Segment Start: Data to process
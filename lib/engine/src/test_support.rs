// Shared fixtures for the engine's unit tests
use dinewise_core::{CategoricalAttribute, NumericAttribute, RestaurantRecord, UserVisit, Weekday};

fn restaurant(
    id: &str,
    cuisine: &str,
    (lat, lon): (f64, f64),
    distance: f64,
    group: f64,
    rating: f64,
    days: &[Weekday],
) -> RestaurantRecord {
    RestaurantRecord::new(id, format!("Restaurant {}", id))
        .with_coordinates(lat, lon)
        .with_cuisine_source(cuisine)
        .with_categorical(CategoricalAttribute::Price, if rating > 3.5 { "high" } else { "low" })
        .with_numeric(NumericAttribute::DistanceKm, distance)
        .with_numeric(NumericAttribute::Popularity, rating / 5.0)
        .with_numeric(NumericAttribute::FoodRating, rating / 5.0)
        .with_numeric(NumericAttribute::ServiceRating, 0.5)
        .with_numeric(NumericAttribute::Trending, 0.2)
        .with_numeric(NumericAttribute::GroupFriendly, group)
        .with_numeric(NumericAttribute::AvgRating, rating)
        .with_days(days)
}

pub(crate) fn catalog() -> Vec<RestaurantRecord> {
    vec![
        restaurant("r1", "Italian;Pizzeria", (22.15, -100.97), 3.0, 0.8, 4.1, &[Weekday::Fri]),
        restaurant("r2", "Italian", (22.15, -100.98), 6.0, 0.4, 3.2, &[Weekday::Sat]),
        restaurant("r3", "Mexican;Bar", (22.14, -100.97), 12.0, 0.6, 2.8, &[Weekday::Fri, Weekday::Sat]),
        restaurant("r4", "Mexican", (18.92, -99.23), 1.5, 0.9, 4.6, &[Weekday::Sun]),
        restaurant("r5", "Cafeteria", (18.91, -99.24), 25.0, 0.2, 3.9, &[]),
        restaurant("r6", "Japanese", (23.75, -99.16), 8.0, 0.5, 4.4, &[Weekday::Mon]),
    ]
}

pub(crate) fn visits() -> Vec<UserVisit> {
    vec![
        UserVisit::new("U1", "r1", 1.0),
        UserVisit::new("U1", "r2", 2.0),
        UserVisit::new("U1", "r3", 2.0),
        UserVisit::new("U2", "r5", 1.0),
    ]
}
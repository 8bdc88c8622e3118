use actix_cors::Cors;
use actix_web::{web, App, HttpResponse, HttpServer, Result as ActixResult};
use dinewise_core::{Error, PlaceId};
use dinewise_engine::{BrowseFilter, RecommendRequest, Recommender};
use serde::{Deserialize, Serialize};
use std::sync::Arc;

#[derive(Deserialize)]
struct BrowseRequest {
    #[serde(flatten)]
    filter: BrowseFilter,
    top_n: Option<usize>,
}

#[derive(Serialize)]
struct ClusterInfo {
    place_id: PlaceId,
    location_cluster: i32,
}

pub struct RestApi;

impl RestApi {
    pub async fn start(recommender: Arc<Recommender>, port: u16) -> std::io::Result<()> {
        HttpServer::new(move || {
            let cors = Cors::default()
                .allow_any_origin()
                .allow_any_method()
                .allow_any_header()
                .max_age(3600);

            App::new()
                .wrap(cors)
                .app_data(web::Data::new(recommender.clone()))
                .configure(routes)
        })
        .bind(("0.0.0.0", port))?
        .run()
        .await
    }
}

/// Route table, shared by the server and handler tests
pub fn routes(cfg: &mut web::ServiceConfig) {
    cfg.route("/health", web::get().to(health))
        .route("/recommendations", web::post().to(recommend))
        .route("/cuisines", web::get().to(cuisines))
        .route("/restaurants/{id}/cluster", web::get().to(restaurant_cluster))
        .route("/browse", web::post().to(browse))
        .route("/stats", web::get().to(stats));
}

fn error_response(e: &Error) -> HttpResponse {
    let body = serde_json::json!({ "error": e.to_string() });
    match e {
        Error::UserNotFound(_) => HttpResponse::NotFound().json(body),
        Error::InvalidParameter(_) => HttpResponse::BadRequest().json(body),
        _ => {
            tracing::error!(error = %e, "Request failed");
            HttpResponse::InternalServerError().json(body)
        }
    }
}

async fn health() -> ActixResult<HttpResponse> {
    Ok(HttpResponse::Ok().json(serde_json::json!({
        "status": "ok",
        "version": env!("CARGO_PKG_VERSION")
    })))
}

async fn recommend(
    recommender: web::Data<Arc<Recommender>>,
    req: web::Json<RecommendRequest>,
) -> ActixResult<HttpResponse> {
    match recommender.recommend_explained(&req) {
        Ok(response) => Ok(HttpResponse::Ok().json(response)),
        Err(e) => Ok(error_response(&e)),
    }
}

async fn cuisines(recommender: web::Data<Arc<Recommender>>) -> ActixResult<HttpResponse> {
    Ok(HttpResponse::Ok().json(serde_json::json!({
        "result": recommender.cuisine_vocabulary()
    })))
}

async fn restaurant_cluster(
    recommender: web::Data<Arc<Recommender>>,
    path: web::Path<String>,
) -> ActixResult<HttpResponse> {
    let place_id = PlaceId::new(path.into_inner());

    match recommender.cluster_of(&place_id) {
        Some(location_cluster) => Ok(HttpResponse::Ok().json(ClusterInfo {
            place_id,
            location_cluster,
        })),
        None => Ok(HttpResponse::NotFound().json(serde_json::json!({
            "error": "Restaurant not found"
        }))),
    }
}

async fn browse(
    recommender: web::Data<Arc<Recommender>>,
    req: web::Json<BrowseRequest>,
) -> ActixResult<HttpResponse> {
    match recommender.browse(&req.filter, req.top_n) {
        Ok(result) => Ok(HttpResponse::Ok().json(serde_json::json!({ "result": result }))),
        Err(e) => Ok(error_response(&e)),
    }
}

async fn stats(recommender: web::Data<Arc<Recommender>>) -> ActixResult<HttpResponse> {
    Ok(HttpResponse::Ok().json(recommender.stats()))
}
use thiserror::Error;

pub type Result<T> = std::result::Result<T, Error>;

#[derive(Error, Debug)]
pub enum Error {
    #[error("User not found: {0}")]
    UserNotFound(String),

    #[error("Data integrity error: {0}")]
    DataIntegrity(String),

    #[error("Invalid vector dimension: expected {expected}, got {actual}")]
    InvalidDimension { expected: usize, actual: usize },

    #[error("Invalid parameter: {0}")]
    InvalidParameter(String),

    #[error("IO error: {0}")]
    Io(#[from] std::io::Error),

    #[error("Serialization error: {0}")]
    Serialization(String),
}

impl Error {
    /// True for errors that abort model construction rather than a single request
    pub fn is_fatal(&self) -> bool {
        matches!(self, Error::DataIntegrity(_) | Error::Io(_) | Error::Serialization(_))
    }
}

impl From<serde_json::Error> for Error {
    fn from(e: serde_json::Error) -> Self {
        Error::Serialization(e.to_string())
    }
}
Segment End: Data to process
What you need to do: Every record above is to be copied out exactly.

Solution to this exercise:
filename lib/engine/src/test_support.rs
// Shared fixtures for the engine's unit tests
use dinewise_core::{CategoricalAttribute, NumericAttribute, RestaurantRecord, UserVisit, Weekday};

fn restaurant(
    id: &str,
    cuisine: &str,
    (lat, lon): (f64, f64),
    distance: f64,
    group: f64,
    rating: f64,
    days: &[Weekday],
) -> RestaurantRecord {
    RestaurantRecord::new(id, format!("Restaurant {}", id))
        .with_coordinates(lat, lon)
        .with_cuisine_source(cuisine)
        .with_categorical(CategoricalAttribute::Price, if rating > 3.5 { "high" } else { "low" })
        .with_numeric(NumericAttribute::DistanceKm, distance)
        .with_numeric(NumericAttribute::Popularity, rating / 5.0)
        .with_numeric(NumericAttribute::FoodRating, rating / 5.0)
        .with_numeric(NumericAttribute::ServiceRating, 0.5)
        .with_numeric(NumericAttribute::Trending, 0.2)
        .with_numeric(NumericAttribute::GroupFriendly, group)
        .with_numeric(NumericAttribute::AvgRating, rating)
        .with_days(days)
}

pub(crate) fn catalog() -> Vec<RestaurantRecord> {
    vec![
        restaurant("r1", "Italian;Pizzeria", (22.15, -100.97), 3.0, 0.8, 4.1, &[Weekday::Fri]),
        restaurant("r2", "Italian", (22.15, -100.98), 6.0, 0.4, 3.2, &[Weekday::Sat]),
        restaurant("r3", "Mexican;Bar", (22.14, -100.97), 12.0, 0.6, 2.8, &[Weekday::Fri, Weekday::Sat]),
        restaurant("r4", "Mexican", (18.92, -99.23), 1.5, 0.9, 4.6, &[Weekday::Sun]),
        restaurant("r5", "Cafeteria", (18.91, -99.24), 25.0, 0.2, 3.9, &[]),
        restaurant("r6", "Japanese", (23.75, -99.16), 8.0, 0.5, 4.4, &[Weekday::Mon]),
    ]
}

pub(crate) fn visits() -> Vec<UserVisit> {
    vec![
        UserVisit::new("U1", "r1", 1.0),
        UserVisit::new("U1", "r2", 2.0),
        UserVisit::new("U1", "r3", 2.0),
        UserVisit::new("U2", "r5", 1.0),
    ]
}
repository 8bdc88c8622e3118
use actix_cors::Cors;
use actix_web::{web, App, HttpResponse, HttpServer, Result as ActixResult};
use dinewise_core::{Error, PlaceId};
use dinewise_engine::{BrowseFilter, RecommendRequest, Recommender};
use serde::{Deserialize, Serialize};
use std::sync::Arc;

#[derive(Deserialize)]
struct BrowseRequest {
    #[serde(flatten)]
    filter: BrowseFilter,
    top_n: Option<usize>,
}

#[derive(Serialize)]
struct ClusterInfo {
    place_id: PlaceId,
    location_cluster: i32,
}

pub struct RestApi;

impl RestApi {
    pub async fn start(recommender: Arc<Recommender>, port: u16) -> std::io::Result<()> {
        HttpServer::new(move || {
            let cors = Cors::default()
                .allow_any_origin()
                .allow_any_method()
                .allow_any_header()
                .max_age(3600);

            App::new()
                .wrap(cors)
                .app_data(web::Data::new(recommender.clone()))
                .configure(routes)
        })
        .bind(("0.0.0.0", port))?
        .run()
        .await
    }
}

/// Route table, shared by the server and handler tests
pub fn routes(cfg: &mut web::ServiceConfig) {
    cfg.route("/health", web::get().to(health))
        .route("/recommendations", web::post().to(recommend))
        .route("/cuisines", web::get().to(cuisines))
        .route("/restaurants/{id}/cluster", web::get().to(restaurant_cluster))
        .route("/browse", web::post().to(browse))
        .route("/stats", web::get().to(stats));
}

fn error_response(e: &Error) -> HttpResponse {
    let body = serde_json::json!({ "error": e.to_string() });
    match e {
        Error::UserNotFound(_) => HttpResponse::NotFound().json(body),
        Error::InvalidParameter(_) => HttpResponse::BadRequest().json(body),
        _ => {
            tracing::error!(error = %e, "Request failed");
            HttpResponse::InternalServerError().json(body)
        }
    }
}

async fn health() -> ActixResult<HttpResponse> {
    Ok(HttpResponse::Ok().json(serde_json::json!({
        "status": "ok",
        "version": env!("CARGO_PKG_VERSION")
    })))
}

async fn recommend(
    recommender: web::Data<Arc<Recommender>>,
    req: web::Json<RecommendRequest>,
) -> ActixResult<HttpResponse> {
    match recommender.recommend_explained(&req) {
        Ok(response) => Ok(HttpResponse::Ok().json(response)),
        Err(e) => Ok(error_response(&e)),
    }
}

async fn cuisines(recommender: web::Data<Arc<Recommender>>) -> ActixResult<HttpResponse> {
    Ok(HttpResponse::Ok().json(serde_json::json!({
        "result": recommender.cuisine_vocabulary()
    })))
}

async fn restaurant_cluster(
    recommender: web::Data<Arc<Recommender>>,
    path: web::Path<String>,
) -> ActixResult<HttpResponse> {
    let place_id = PlaceId::new(path.into_inner());

    match recommender.cluster_of(&place_id) {
        Some(location_cluster) => Ok(HttpResponse::Ok().json(ClusterInfo {
            place_id,
            location_cluster,
        })),
        None => Ok(HttpResponse::NotFound().json(serde_json::json!({
            "error": "Restaurant not found"
        }))),
    }
}

async fn browse(
    recommender: web::Data<Arc<Recommender>>,
    req: web::Json<BrowseRequest>,
) -> ActixResult<HttpResponse> {
    match recommender.browse(&req.filter, req.top_n) {
        Ok(result) => Ok(HttpResponse::Ok().json(serde_json::json!({ "result": result }))),
        Err(e) => Ok(error_response(&e)),
    }
}

async fn stats(recommender: web::Data<Arc<Recommender>>) -> ActixResult<HttpResponse> {
    Ok(HttpResponse::Ok().json(recommender.stats()))
}
use thiserror::Error;

pub type Result<T> = std::result::Result<T, Error>;

#[derive(Error, Debug)]
pub enum Error {
    #[error("User not found: {0}")]
    UserNotFound(String),

    #[error("Data integrity error: {0}")]
    DataIntegrity(String),

    #[error("Invalid vector dimension: expected {expected}, got {actual}")]
    InvalidDimension { expected: usize, actual: usize },

    #[error("Invalid parameter: {0}")]
    InvalidParameter(String),

    #[error("IO error: {0}")]
    Io(#[from] std::io::Error),

    #[error("Serialization error: {0}")]
    Serialization(String),
}

impl Error {
    /// True for errors that abort model construction rather than a single request
    pub fn is_fatal(&self) -> bool {
        matches!(self, Error::DataIntegrity(_) | Error::Io(_) | Error::Serialization(_))
    }
}

impl From<serde_json::Error> for Error {
    fn from(e: serde_json::Error) -> Self {
        Error::Serialization(e.to_string())
    }
}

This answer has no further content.